Problem description: Lines containing "JsonSchema": state how many there are in these entries, and write only that number.
*** Dataset extract Section Begins ***
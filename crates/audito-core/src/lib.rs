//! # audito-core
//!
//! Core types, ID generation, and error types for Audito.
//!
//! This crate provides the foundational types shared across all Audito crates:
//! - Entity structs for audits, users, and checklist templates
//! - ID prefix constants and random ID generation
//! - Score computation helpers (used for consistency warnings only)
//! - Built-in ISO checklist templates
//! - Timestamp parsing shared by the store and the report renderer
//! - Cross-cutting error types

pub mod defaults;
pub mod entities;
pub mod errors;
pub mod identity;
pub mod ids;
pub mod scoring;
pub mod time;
*** Dataset extract Section Ends ***
*** Dataset extract Section Begins ***
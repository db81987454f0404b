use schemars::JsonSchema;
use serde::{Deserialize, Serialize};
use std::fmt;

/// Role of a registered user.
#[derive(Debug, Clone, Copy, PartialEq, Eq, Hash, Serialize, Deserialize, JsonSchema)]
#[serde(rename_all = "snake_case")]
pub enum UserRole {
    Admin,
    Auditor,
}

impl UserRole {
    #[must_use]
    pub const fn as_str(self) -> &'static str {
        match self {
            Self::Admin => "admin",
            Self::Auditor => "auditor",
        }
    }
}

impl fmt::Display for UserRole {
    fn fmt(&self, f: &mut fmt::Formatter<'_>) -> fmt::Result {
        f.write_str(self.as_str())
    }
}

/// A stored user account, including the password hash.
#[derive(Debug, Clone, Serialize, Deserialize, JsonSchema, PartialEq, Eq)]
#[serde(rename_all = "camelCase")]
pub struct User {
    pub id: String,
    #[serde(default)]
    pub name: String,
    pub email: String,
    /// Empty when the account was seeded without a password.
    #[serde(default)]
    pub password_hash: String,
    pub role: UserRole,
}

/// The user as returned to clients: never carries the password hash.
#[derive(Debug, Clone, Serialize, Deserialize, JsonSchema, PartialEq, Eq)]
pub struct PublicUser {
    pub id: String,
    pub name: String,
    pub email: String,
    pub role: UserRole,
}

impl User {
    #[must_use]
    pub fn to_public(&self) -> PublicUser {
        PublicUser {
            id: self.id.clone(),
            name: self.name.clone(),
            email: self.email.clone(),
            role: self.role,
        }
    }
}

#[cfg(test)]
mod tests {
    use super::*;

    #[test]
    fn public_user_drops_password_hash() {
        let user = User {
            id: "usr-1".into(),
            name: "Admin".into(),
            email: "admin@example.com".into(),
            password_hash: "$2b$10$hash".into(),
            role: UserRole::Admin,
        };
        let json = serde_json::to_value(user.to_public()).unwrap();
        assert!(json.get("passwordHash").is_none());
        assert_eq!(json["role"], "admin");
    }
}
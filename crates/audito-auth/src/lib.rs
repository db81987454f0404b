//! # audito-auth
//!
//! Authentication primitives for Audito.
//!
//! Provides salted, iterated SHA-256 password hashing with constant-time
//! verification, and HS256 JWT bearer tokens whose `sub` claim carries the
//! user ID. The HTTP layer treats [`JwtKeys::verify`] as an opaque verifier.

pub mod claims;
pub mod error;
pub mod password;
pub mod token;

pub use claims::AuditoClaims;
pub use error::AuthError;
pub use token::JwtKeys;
*** Dataset extract Section Ends ***
Task answer: 4